Растатуированные парни разносили на подносах выпивку в баночках, в которых раньше майонез продавали. Реально похожи. Только не из зеленого стекла, а прозрачные и тонкие как вазы для цветов. С розовой бодягой. Такое ощущение, что туда кокс с редбулом и спрайтом намешали. Звучала пустая, гулкая и актуальная музыка фэшн показов, скелетичные тоскливые модели напивались, заедая водкой с легкой колой наркоту.

Я разговаривал со шрамированным японцем. Причем шрамирование он делал сам себе, перед зеркалом в ванной, используя для этого бритву жены.

- В ней еще были застрявшие срезанные волоски, – пояснял он, пока я брал у него вью, посасывая из майонезной баночки, – и остатки ее пены для бритья, или крема. Знаете, они не такие как для мужчин, и бритвы такие легкие, ими было приятно вспарывать и срезать кожу, правда они быстро забивались обрезками, и часто приходилось их мыть, раня еще и пальцы.

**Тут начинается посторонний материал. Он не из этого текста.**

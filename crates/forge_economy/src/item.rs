//! # Item Registry
//!
//! Canonical store of item identities.
//!
//! An item is identified by its normalized name (surrounding whitespace
//! trimmed, compared case-sensitively). The basic flag only ever moves from
//! `false` to `true`.

use std::collections::BTreeMap;

use serde::{Deserialize, Serialize};

use crate::error::{CraftingError, CraftingResult};

/// A named entity in the crafting economy.
#[derive(Clone, Debug, PartialEq, Eq, Serialize, Deserialize)]
pub struct Item {
    /// Normalized, unique name.
    pub name: String,
    /// Whether the item is freely obtainable.
    pub is_basic: bool,
}

impl Item {
    /// Creates a new item.
    #[inline]
    #[must_use]
    pub fn new(name: impl Into<String>, is_basic: bool) -> Self {
        Self { name: name.into(), is_basic }
    }
}

/// Trims `name` and rejects it if nothing is left.
///
/// # Errors
///
/// Returns [`CraftingError::EmptyName`] for empty or whitespace-only names.
pub fn normalize_name(name: &str) -> CraftingResult<&str> {
    let trimmed = name.trim();
    if trimmed.is_empty() {
        return Err(CraftingError::EmptyName);
    }
    Ok(trimmed)
}

/// Name-keyed item store. Iteration is always name-ascending.
#[derive(Clone, Debug, Default)]
pub struct ItemRegistry {
    items: BTreeMap<String, Item>,
}

impl ItemRegistry {
    /// Creates an empty registry.
    #[must_use]
    pub fn new() -> Self {
        Self::default()
    }

    /// Returns the item called `name`, creating it when missing.
    ///
    /// Requesting `is_basic = true` upgrades an existing craftable item;
    /// requesting `false` never downgrades a basic one.
    ///
    /// # Errors
    ///
    /// Returns [`CraftingError::EmptyName`] if `name` is blank.
    pub fn get_or_create(&mut self, name: &str, is_basic: bool) -> CraftingResult<&Item> {
        let name = normalize_name(name)?;

        let item = self.items.entry(name.to_owned()).or_insert_with(|| {
            tracing::debug!("Registered item '{}' (basic: {})", name, is_basic);
            Item::new(name, is_basic)
        });
        if is_basic && !item.is_basic {
            tracing::debug!("Upgraded item '{}' to basic", name);
            item.is_basic = true;
        }
        Ok(item)
    }

    /// Looks up an item by its exact normalized name.
    #[must_use]
    pub fn get(&self, name: &str) -> Option<&Item> {
        self.items.get(name)
    }

    /// Iterates items in ascending name order.
    pub fn iter(&self) -> impl Iterator<Item = &Item> {
        self.items.values()
    }

    /// Iterates the names of every basic item, ascending.
    pub fn basic_names(&self) -> impl Iterator<Item = &str> {
        self.items
            .values()
            .filter(|item| item.is_basic)
            .map(|item| item.name.as_str())
    }

    /// Number of registered items.
    #[must_use]
    pub fn len(&self) -> usize {
        self.items.len()
    }

    /// Returns `true` if no item was registered yet.
    #[must_use]
    pub fn is_empty(&self) -> bool {
        self.items.is_empty()
    }
}
use std::io;
use std::path::PathBuf;

use thiserror::Error;

use crate::memory::Tier;

/// Failure while placing pages into the frame tables.
///
/// Both variants carry how many pages were already placed by the failing
/// call, so a caller running in partial-commit mode knows what was left behind.
#[derive(Debug, Error, Clone, PartialEq, Eq)]
pub enum AllocError {
    #[error(
        "RAM exhausted: no free frame for the first page of segment {segment_id} \
         ({pages_placed} pages placed before the failure)"
    )]
    RamExhausted { segment_id: u32, pages_placed: usize },
    #[error(
        "swap exhausted: no free frame for page {page_number} of segment {segment_id} \
         ({pages_placed} pages placed before the failure)"
    )]
    SwapExhausted {
        segment_id: u32,
        page_number: u32,
        pages_placed: usize,
    },
}

impl AllocError {
    /// The tier that ran out of free frames.
    pub fn tier(&self) -> Tier {
        match self {
            AllocError::RamExhausted { .. } => Tier::Ram,
            AllocError::SwapExhausted { .. } => Tier::Swap,
        }
    }

    pub fn pages_placed(&self) -> usize {
        match self {
            AllocError::RamExhausted { pages_placed, .. }
            | AllocError::SwapExhausted { pages_placed, .. } => *pages_placed,
        }
    }
}

#[derive(Debug, Error)]
pub enum Error {
    #[error("failed to read source text {path}: {source}")]
    SourceUnreadable {
        path: PathBuf,
        #[source]
        source: io::Error,
    },
    #[error("failed to read frame table {path}: {source}")]
    TableUnreadable {
        path: PathBuf,
        #[source]
        source: io::Error,
    },
    #[error("frame table {path} is not valid JSON: {source}")]
    TableMalformed {
        path: PathBuf,
        #[source]
        source: serde_json::Error,
    },
    #[error("frame table {path}: frame {frame_number} is inconsistent: {reason}")]
    TableInconsistent {
        path: PathBuf,
        frame_number: u32,
        reason: String,
    },
    #[error("failed to write frame table {path}: {source}")]
    TableUnwritable {
        path: PathBuf,
        #[source]
        source: io::Error,
    },
    #[error("failed to encode frame table: {0}")]
    Encode(#[source] serde_json::Error),
    #[error(transparent)]
    Alloc(#[from] AllocError),
    #[error("invalid configuration: {0}")]
    InvalidConfig(String),
    #[error("invalid process id {0}: process ids start at 1")]
    InvalidProcessId(u32),
}

pub type Result<T> = std::result::Result<T, Error>;
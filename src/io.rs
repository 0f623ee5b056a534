use std::collections::HashSet;
use std::fs;
use std::path::Path;

use serde::{Deserialize, Serialize};

use crate::constants::UNOWNED_PROCESS;
use crate::error::{Error, Result};
use crate::memory::{Frame, FrameTable, Placement, ProcessId, Tier};

/// Persisted form of a frame table: `{"frames": [...]}`
#[derive(Debug, Serialize, Deserialize)]
struct TableRecord {
    frames: Vec<FrameRecord>,
}

/// Persisted form of one frame.
///
/// The free state is stored twice, as `is_free` and `libre`. Files written
/// here always carry both; older files may carry only one of them. When the
/// two disagree, `libre` wins: it is the flag allocation scans.
#[derive(Debug, Serialize, Deserialize)]
struct FrameRecord {
    content: String,
    frame_number: u32,
    #[serde(default, skip_serializing_if = "Option::is_none")]
    is_free: Option<bool>,
    #[serde(default, skip_serializing_if = "Option::is_none")]
    libre: Option<bool>,
    page_number: u32,
    process_id: u32,
    segment_id: u32,
}

impl FrameRecord {
    fn from_frame(frame: &Frame) -> Self {
        FrameRecord {
            content: frame.content().to_string(),
            frame_number: frame.number(),
            is_free: Some(frame.is_free()),
            libre: Some(frame.is_free()),
            page_number: frame.page_number(),
            process_id: frame.process_id().map_or(UNOWNED_PROCESS, ProcessId::get),
            segment_id: frame.segment_id(),
        }
    }

    fn into_frame(self) -> std::result::Result<Frame, String> {
        let is_free = match (self.libre, self.is_free) {
            (Some(flag), _) | (None, Some(flag)) => flag,
            (None, None) => return Err("missing free flag".to_string()),
        };

        if is_free {
            if !self.content.is_empty() {
                return Err("free frame holds content".to_string());
            }
            if self.process_id != UNOWNED_PROCESS || self.segment_id != 0 || self.page_number != 0 {
                return Err(format!(
                    "free frame has process_id={}, segment_id={}, page_number={}",
                    self.process_id, self.segment_id, self.page_number
                ));
            }
            return Ok(Frame::free(self.frame_number));
        }

        let process_id = ProcessId::new(self.process_id)
            .map_err(|_| "occupied frame has no owning process".to_string())?;
        if self.segment_id == 0 || self.page_number == 0 {
            return Err(format!(
                "occupied frame has segment_id={}, page_number={}",
                self.segment_id, self.page_number
            ));
        }
        Ok(Frame::occupied(
            self.frame_number,
            Placement {
                process_id,
                segment_id: self.segment_id,
                page_number: self.page_number,
                content: self.content,
            },
        ))
    }
}

/// Read a frame table from `path`
pub fn load_table<P: AsRef<Path>>(path: P, tier: Tier) -> Result<FrameTable> {
    let path = path.as_ref();
    let content = fs::read_to_string(path).map_err(|source| Error::TableUnreadable {
        path: path.to_path_buf(),
        source,
    })?;
    parse_table(&content, tier, path)
}

/// Decode a frame table; `origin` only names the source in errors
pub fn parse_table(content: &str, tier: Tier, origin: &Path) -> Result<FrameTable> {
    let record: TableRecord = serde_json::from_str(content).map_err(|source| Error::TableMalformed {
        path: origin.to_path_buf(),
        source,
    })?;

    let mut seen = HashSet::new();
    let mut frames = Vec::with_capacity(record.frames.len());
    for frame in record.frames {
        let frame_number = frame.frame_number;
        let inconsistent = |reason: String| Error::TableInconsistent {
            path: origin.to_path_buf(),
            frame_number,
            reason,
        };
        if !seen.insert(frame_number) {
            return Err(inconsistent("duplicate frame number".to_string()));
        }
        frames.push(frame.into_frame().map_err(inconsistent)?);
    }

    Ok(FrameTable::from_frames(tier, frames))
}

/// Encode a frame table as four-space indented JSON
pub fn render_table(table: &FrameTable) -> Result<String> {
    let record = TableRecord {
        frames: table.frames().iter().map(FrameRecord::from_frame).collect(),
    };

    let mut buf = Vec::new();
    let formatter = serde_json::ser::PrettyFormatter::with_indent(b"    ");
    let mut serializer = serde_json::Serializer::with_formatter(&mut buf, formatter);
    record.serialize(&mut serializer).map_err(Error::Encode)?;
    String::from_utf8(buf).map_err(|e| Error::Encode(serde::ser::Error::custom(e)))
}

/// Overwrite the persisted table at `path`
pub fn save_table<P: AsRef<Path>>(path: P, table: &FrameTable) -> Result<()> {
    let path = path.as_ref();
    let content = render_table(table)?;
    fs::write(path, content).map_err(|source| Error::TableUnwritable {
        path: path.to_path_buf(),
        source,
    })
}

/// Read the source text as lines split on `\n`.
///
/// The `\n` is dropped but a preceding `\r` is kept, so CRLF sources are
/// paginated with their carriage returns. A final terminator does not start
/// an extra empty line.
pub fn read_source_lines<P: AsRef<Path>>(path: P) -> Result<Vec<String>> {
    let path = path.as_ref();
    let content = fs::read_to_string(path).map_err(|source| Error::SourceUnreadable {
        path: path.to_path_buf(),
        source,
    })?;
    Ok(content.split_terminator('\n').map(str::to_owned).collect())
}

pub fn count_lines<P: AsRef<Path>>(path: P) -> Result<usize> {
    read_source_lines(path).map(|lines| lines.len())
}
//! Splitting source text into segments and pages.
//!
//! Lines are grouped into segments of `segment_size` lines. A full segment is
//! joined (each line followed by `\n`) and cut into pages of `page_size`
//! characters. The trailing short segment is, by default, paginated one line
//! at a time without line terminators; [`TailPagination::Joined`] treats it
//! like a full segment instead.

use std::num::NonZeroUsize;

use serde::Deserialize;

/// How the trailing partial segment is paginated
#[derive(Debug, Clone, Copy, Default, PartialEq, Eq, Deserialize)]
#[serde(rename_all = "snake_case")]
pub enum TailPagination {
    /// Each line is paginated on its own and the pages concatenated
    #[default]
    PerLine,
    /// Lines are joined like a full segment first
    Joined,
}

/// Lazy iterator over fixed-size chunks of a text block.
///
/// Chunks are measured in characters, so a page never splits a multi-byte
/// character. Only the last chunk may be shorter than the page size.
#[derive(Debug, Clone)]
pub struct Pages<'a> {
    rest: &'a str,
    page_size: usize,
}

impl<'a> Pages<'a> {
    pub fn new(text: &'a str, page_size: NonZeroUsize) -> Self {
        Pages {
            rest: text,
            page_size: page_size.get(),
        }
    }
}

impl<'a> Iterator for Pages<'a> {
    type Item = &'a str;

    fn next(&mut self) -> Option<&'a str> {
        if self.rest.is_empty() {
            return None;
        }
        let end = self
            .rest
            .char_indices()
            .nth(self.page_size)
            .map_or(self.rest.len(), |(i, _)| i);
        let (page, rest) = self.rest.split_at(end);
        self.rest = rest;
        Some(page)
    }
}

/// Cut `text` into pages of `page_size` characters. Empty text has no pages.
pub fn paginate(text: &str, page_size: NonZeroUsize) -> Vec<String> {
    Pages::new(text, page_size).map(str::to_owned).collect()
}

/// An ordered group of pages carved from consecutive source lines
#[derive(Debug, Clone, Default, PartialEq, Eq)]
pub struct Segment {
    pages: Vec<String>,
}

impl Segment {
    pub fn new(pages: Vec<String>) -> Self {
        Segment { pages }
    }

    pub fn pages(&self) -> &[String] {
        &self.pages
    }

    #[inline]
    pub fn len(&self) -> usize {
        self.pages.len()
    }

    #[inline]
    pub fn is_empty(&self) -> bool {
        self.pages.is_empty()
    }
}

/// Group `lines` into segments and paginate each one.
///
/// Yields `floor(N / segment_size)` full segments plus one trailing segment
/// when `N % segment_size != 0`. An empty source yields no segments.
pub fn segment_lines<S: AsRef<str>>(
    lines: &[S],
    segment_size: NonZeroUsize,
    page_size: NonZeroUsize,
    tail: TailPagination,
) -> Vec<Segment> {
    lines
        .chunks(segment_size.get())
        .map(|chunk| {
            if chunk.len() == segment_size.get() || tail == TailPagination::Joined {
                paginate_joined(chunk, page_size)
            } else {
                paginate_per_line(chunk, page_size)
            }
        })
        .collect()
}

fn paginate_joined<S: AsRef<str>>(lines: &[S], page_size: NonZeroUsize) -> Segment {
    let mut block = String::new();
    for line in lines {
        block.push_str(line.as_ref());
        block.push('\n');
    }
    Segment::new(paginate(&block, page_size))
}

fn paginate_per_line<S: AsRef<str>>(lines: &[S], page_size: NonZeroUsize) -> Segment {
    let pages = lines
        .iter()
        .flat_map(|line| Pages::new(line.as_ref(), page_size))
        .map(str::to_owned)
        .collect();
    Segment::new(pages)
}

Я добиваю и втягиваю через соломинку воздух с остатками пойла, но японцу похуй. Он продолжает рассказывать, а я вспоминаю, отвлекаясь.

Вспоминаю, как он выходит из ванной, белое полотенце через шею кажется каким-то несерьезным по сравнению с его фигурой. Грудь мерно поднимается от дыхания. Спокойный, сильный, сексуальный. Скандинавская такая выточенная из мяса и мускул гора. Викинг. Только с пшеничного цвета волосами, но такими же, как у героев саг ледяными добрыми собачьими глазами. Как у лайки, только с русским оттенком. Образ накладывается на образ и мне вдруг пережимает горло – я нашел, то, что надо... Смотрю на него с постели, расставив ноги и прищурившись, упираясь локтями в мягкий матрац. И зачем их делают принимающими форму тела? Неудобно же.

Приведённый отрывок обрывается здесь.